──────── DATA SUPPLIED

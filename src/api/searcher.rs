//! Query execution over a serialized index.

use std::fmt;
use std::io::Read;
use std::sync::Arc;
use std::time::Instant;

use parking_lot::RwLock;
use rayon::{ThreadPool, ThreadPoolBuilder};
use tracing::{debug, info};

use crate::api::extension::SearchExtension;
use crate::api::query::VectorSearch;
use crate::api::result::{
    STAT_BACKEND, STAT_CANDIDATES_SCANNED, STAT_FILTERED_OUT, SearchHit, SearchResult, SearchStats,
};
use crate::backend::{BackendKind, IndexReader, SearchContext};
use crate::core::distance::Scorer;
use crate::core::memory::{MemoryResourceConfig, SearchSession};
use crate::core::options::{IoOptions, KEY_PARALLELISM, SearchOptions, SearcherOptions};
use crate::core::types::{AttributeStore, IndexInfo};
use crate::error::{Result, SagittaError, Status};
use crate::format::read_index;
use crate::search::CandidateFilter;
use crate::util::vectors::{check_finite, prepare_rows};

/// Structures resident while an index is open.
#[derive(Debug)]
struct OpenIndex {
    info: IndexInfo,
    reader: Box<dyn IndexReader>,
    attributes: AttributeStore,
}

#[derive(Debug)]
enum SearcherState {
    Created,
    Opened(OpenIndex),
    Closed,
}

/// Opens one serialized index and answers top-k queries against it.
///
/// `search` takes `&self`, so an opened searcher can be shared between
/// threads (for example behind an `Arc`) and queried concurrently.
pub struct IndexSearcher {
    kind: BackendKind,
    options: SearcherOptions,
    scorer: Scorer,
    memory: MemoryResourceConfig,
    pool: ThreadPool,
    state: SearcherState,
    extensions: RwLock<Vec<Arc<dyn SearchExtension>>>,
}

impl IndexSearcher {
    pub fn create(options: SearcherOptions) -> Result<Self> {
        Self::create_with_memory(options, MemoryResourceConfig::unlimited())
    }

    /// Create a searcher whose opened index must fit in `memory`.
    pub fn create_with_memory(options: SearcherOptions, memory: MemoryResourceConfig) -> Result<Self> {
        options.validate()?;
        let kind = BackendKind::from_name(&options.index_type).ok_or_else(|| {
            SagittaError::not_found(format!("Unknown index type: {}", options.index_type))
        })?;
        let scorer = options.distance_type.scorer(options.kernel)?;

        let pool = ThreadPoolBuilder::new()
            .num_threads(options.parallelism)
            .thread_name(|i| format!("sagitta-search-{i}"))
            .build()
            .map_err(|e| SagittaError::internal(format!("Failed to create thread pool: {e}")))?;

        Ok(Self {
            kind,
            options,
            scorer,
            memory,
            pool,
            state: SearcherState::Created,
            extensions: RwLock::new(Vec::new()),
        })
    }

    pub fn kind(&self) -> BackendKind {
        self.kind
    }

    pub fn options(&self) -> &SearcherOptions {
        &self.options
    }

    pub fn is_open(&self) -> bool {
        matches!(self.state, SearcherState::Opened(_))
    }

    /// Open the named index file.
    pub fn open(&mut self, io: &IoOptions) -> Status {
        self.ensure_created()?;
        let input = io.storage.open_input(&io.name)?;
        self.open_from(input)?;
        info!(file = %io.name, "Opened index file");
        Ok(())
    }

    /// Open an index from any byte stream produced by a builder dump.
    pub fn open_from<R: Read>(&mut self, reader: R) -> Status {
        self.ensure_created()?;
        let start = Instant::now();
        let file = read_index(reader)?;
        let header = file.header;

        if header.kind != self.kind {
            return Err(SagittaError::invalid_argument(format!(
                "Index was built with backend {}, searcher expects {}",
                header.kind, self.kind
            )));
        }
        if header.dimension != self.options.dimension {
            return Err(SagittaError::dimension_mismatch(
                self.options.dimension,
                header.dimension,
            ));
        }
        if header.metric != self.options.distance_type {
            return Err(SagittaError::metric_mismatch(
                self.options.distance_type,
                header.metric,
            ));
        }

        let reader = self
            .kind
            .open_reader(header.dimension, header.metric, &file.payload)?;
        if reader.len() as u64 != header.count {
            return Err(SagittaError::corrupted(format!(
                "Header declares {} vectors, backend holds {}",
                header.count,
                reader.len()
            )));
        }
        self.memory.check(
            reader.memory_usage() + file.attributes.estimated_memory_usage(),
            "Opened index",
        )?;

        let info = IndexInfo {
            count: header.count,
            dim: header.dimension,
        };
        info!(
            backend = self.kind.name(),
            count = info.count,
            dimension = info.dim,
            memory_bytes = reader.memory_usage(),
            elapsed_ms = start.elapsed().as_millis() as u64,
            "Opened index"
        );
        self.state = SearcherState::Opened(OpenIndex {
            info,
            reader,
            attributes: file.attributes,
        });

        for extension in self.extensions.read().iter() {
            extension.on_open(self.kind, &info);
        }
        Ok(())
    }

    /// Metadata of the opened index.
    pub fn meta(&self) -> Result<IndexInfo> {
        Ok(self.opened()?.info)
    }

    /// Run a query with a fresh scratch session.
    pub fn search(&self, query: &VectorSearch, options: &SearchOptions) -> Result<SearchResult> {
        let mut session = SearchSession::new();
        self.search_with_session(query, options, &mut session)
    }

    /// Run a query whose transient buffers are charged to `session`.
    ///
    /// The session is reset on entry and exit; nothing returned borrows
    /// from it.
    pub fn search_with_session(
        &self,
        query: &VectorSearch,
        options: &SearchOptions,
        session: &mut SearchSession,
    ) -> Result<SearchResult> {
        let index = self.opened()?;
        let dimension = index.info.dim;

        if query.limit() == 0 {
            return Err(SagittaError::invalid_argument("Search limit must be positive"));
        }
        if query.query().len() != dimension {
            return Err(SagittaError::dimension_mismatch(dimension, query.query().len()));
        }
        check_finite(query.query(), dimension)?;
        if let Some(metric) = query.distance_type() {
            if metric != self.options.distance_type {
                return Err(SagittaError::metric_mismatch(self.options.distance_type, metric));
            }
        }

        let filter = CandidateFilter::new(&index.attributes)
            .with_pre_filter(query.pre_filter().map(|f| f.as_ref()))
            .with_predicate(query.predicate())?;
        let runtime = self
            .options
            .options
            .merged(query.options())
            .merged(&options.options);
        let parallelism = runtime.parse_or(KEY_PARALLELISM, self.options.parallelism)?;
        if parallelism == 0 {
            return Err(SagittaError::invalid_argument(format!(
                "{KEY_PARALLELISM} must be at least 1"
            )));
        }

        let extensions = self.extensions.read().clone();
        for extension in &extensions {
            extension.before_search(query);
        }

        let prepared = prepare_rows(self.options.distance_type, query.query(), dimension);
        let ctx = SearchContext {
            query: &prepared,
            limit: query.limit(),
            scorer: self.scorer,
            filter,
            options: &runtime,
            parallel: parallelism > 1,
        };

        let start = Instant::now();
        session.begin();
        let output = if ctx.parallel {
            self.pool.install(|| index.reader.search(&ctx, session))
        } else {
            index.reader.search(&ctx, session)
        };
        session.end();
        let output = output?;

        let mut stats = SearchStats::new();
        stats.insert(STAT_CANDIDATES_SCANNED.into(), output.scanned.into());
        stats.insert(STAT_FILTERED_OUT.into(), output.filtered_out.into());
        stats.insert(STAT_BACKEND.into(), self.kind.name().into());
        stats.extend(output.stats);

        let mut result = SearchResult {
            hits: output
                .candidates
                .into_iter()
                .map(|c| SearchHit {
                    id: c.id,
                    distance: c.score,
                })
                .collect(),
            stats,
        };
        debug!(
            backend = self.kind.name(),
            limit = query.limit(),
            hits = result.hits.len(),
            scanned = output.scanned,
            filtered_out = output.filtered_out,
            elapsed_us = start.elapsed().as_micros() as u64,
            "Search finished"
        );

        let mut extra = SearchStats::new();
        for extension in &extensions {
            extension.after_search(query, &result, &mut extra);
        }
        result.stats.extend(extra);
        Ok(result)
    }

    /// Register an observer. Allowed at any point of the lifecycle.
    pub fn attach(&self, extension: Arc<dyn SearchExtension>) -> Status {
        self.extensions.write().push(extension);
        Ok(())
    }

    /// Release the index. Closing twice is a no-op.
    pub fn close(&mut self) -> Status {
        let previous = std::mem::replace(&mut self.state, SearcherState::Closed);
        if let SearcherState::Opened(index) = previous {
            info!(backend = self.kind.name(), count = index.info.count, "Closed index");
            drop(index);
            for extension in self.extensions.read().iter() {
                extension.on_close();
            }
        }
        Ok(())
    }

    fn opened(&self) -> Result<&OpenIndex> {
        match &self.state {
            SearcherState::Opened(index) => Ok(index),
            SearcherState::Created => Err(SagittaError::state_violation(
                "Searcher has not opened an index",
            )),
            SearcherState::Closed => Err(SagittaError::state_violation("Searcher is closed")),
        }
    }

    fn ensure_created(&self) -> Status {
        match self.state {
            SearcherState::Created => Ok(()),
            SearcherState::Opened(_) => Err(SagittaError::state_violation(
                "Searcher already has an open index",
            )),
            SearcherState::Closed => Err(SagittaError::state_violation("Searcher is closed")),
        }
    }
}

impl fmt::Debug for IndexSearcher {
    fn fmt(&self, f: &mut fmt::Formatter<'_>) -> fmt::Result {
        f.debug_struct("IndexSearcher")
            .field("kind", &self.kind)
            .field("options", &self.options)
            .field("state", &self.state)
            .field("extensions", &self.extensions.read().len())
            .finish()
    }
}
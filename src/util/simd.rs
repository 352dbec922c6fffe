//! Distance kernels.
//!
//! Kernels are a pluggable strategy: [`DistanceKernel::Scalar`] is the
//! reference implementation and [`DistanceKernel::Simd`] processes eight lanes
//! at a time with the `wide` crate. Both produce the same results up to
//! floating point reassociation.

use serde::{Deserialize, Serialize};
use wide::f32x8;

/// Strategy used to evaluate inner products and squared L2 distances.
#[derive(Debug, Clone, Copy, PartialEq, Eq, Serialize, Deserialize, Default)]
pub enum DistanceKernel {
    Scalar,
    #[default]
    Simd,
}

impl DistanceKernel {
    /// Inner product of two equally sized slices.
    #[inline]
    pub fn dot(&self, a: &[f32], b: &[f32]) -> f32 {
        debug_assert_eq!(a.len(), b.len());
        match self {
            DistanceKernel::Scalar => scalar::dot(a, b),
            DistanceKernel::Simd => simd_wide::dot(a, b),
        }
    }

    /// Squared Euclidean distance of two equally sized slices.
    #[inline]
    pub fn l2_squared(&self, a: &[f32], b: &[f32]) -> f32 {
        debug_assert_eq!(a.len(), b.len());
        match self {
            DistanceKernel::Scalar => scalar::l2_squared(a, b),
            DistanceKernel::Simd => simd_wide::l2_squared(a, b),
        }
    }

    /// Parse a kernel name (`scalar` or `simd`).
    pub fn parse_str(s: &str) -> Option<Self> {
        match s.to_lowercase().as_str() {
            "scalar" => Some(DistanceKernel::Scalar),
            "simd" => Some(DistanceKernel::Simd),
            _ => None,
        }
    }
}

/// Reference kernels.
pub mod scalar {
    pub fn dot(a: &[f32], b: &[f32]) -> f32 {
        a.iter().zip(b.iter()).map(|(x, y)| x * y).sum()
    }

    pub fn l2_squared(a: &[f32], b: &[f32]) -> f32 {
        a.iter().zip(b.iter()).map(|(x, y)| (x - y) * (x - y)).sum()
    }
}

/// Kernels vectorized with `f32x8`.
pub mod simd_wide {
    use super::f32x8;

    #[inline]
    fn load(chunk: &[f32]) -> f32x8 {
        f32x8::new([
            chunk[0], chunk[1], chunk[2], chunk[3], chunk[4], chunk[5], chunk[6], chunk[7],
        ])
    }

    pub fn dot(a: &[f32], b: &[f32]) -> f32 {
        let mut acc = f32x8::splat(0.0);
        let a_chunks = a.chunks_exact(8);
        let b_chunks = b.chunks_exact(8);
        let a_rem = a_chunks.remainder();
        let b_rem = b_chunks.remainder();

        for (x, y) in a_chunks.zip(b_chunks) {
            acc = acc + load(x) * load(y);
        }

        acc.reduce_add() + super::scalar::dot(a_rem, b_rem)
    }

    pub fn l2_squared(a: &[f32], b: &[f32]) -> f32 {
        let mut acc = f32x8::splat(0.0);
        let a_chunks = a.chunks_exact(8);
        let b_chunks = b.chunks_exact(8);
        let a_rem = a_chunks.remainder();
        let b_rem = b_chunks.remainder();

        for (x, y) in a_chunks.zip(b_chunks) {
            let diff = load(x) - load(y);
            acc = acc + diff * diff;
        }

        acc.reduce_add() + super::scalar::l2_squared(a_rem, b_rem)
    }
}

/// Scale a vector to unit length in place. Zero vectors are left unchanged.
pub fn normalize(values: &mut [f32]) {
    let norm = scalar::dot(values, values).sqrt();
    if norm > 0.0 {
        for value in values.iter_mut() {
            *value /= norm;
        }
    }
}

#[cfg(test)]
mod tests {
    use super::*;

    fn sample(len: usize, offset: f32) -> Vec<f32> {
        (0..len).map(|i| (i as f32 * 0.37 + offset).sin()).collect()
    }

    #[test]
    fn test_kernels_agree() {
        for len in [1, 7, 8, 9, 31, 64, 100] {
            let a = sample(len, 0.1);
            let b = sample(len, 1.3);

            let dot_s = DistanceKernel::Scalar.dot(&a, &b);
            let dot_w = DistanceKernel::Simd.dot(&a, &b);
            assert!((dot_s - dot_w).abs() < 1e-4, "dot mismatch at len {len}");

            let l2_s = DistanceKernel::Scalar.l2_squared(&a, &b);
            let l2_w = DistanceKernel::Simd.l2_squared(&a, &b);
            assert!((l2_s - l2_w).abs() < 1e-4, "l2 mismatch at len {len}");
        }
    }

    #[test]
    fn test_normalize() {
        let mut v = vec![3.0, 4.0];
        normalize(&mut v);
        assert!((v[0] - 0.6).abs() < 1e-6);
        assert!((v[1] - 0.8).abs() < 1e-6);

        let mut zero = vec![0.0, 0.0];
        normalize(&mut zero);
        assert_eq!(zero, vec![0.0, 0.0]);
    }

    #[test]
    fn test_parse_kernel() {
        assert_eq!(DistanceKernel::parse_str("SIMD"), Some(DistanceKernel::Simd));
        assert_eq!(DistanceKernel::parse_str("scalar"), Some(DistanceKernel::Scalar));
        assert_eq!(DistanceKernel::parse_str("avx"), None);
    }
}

────────────────

*YOUR OBJECTIVE*
For the word "ThreadPoolBuilder", find every line in the data that holds it and copy that line.

*ANSWER TO THIS PROBLEM*
use rayon::{ThreadPool, ThreadPoolBuilder};
        let pool = ThreadPoolBuilder::new()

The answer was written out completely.